SOURCE DATA
----
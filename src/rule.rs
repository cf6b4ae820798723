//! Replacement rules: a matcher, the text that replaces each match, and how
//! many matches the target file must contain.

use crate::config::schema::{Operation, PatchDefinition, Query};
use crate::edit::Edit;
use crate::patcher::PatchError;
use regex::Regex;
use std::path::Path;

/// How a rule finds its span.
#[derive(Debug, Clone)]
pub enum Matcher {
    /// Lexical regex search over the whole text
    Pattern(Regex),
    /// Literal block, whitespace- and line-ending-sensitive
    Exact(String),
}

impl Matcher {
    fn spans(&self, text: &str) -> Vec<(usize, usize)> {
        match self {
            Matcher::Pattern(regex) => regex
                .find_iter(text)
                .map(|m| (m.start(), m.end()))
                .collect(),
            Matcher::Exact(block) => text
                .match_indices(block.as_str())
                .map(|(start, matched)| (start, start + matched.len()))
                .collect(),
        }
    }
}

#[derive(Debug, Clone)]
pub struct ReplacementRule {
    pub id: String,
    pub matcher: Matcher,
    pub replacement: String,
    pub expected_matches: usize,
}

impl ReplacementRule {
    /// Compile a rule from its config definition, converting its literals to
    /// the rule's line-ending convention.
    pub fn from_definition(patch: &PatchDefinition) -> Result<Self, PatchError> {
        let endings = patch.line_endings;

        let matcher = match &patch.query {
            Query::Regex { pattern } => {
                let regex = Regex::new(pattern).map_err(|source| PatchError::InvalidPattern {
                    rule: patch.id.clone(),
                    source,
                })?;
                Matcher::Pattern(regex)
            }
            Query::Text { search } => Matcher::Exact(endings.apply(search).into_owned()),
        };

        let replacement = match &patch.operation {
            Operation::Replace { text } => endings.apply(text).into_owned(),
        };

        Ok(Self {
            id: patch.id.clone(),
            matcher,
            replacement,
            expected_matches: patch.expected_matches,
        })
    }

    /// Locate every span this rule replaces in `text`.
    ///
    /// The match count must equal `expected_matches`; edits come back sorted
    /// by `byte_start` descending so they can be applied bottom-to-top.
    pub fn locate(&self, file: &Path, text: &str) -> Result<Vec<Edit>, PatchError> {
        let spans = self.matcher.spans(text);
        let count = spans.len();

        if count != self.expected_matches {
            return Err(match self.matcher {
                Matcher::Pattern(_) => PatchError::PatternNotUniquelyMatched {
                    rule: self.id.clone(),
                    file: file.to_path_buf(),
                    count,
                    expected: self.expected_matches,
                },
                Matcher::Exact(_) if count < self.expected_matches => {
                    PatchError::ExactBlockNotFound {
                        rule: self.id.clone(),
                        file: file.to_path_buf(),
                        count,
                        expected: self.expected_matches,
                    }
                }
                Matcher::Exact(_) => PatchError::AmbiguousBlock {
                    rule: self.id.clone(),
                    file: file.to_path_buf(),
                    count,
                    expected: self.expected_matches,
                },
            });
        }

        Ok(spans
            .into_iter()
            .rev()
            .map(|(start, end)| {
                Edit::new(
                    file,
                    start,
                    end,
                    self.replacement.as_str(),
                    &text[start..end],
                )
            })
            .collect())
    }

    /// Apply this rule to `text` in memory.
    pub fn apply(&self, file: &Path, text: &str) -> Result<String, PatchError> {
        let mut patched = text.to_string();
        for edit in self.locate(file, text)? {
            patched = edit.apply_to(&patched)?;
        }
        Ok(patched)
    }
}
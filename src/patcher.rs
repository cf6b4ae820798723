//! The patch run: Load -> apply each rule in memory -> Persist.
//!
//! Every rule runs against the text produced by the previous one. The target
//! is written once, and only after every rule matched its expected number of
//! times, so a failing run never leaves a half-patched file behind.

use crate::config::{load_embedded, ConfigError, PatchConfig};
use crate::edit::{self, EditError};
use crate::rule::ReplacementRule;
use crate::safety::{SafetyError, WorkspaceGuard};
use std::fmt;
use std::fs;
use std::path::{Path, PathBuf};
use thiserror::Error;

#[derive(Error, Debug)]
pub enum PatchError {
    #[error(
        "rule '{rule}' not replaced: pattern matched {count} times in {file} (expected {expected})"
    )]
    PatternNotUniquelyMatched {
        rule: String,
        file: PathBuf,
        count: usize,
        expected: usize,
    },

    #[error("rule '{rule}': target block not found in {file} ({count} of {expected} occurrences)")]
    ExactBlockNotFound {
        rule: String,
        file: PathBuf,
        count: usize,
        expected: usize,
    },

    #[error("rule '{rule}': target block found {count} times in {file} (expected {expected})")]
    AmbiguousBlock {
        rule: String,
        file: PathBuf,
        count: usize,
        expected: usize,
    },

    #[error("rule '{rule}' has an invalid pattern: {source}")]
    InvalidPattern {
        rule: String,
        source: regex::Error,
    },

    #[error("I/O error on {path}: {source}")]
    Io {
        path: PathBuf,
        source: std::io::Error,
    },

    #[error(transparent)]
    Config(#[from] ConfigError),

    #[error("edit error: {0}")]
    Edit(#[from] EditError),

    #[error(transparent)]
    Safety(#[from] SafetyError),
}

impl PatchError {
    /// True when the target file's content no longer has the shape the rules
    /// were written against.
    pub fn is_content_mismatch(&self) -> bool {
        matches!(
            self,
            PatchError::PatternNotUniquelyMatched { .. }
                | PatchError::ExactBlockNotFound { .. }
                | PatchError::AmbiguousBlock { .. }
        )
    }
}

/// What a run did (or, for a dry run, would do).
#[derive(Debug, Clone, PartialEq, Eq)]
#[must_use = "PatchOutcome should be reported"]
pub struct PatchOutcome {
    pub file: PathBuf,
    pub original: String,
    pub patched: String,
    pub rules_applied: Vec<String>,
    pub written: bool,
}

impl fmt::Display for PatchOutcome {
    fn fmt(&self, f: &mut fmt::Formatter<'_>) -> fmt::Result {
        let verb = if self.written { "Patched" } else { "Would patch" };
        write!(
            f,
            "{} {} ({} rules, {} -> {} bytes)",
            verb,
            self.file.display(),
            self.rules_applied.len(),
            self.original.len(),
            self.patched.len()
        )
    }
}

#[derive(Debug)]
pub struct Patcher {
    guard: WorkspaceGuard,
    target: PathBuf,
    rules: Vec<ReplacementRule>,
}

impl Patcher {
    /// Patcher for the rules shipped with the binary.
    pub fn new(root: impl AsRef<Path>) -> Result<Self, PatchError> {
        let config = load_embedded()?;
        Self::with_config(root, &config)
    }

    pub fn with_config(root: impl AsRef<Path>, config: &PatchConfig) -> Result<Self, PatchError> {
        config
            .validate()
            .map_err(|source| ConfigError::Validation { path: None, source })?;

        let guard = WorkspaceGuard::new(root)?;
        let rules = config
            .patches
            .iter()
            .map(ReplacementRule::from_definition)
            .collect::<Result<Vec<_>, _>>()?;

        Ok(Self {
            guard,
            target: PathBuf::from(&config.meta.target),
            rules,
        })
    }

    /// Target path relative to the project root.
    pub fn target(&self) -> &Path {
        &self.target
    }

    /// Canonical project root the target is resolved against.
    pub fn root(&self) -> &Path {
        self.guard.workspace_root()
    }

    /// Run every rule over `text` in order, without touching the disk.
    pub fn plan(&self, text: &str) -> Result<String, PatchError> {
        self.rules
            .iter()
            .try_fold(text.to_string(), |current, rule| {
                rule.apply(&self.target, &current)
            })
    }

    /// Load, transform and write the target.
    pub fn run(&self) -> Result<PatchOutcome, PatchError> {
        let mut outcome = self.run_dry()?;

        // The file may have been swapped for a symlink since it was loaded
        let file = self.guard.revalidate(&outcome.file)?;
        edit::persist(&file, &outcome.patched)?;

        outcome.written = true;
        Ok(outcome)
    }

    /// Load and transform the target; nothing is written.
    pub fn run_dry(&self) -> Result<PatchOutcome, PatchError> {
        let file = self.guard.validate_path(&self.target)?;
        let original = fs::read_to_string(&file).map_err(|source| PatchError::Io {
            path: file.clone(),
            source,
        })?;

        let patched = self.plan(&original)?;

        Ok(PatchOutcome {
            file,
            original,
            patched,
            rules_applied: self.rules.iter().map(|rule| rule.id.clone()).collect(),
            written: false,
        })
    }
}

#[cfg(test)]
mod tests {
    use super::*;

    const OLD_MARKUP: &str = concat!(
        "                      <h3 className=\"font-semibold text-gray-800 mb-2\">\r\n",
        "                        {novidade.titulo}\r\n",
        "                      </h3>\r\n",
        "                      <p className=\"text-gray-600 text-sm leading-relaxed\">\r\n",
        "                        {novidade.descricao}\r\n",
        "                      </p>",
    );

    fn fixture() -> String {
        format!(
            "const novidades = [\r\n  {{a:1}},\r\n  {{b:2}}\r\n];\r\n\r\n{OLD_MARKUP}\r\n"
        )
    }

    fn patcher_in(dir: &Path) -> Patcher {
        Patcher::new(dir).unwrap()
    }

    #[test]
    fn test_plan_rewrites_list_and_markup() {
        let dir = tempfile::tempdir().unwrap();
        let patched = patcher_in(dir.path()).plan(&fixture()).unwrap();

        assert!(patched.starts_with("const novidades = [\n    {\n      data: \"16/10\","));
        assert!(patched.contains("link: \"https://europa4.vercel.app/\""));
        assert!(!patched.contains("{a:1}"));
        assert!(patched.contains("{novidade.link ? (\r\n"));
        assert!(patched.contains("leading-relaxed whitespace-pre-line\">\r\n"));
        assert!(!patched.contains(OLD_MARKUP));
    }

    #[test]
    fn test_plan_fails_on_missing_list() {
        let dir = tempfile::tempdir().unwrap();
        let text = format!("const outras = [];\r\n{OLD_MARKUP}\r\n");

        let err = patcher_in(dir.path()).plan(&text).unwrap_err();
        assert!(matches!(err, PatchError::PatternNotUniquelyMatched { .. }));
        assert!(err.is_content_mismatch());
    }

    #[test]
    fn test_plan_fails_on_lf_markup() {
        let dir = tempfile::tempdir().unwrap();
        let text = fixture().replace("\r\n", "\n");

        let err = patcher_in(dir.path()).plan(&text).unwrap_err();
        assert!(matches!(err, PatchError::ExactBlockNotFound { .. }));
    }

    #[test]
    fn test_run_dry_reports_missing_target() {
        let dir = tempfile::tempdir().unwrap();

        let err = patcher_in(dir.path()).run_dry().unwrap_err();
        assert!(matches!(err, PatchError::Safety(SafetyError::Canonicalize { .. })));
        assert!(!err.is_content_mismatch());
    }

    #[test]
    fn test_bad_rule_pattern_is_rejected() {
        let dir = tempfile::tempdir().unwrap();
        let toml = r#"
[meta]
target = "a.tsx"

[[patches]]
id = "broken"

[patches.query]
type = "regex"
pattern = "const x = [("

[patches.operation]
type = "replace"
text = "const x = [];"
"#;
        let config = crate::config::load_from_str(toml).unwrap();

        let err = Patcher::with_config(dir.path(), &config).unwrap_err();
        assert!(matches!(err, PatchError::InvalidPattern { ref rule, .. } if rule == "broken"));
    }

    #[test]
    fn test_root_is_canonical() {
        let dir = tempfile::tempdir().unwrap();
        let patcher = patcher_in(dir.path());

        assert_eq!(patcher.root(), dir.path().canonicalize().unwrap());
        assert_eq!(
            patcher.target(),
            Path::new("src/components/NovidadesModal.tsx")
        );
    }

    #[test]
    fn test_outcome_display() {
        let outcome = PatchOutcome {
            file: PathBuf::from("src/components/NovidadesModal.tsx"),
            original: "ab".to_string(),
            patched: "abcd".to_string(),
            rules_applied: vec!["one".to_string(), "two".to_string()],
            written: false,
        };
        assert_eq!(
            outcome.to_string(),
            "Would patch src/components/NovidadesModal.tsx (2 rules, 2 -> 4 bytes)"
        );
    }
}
----
WHAT IS EXPECTED
Scan the records above for the string "ReplacementRule", then copy each line where it turns up.

EXERCISE SOLUTION
pub struct ReplacementRule {
impl ReplacementRule {
use crate::rule::ReplacementRule;
    rules: Vec<ReplacementRule>,
            .map(ReplacementRule::from_definition)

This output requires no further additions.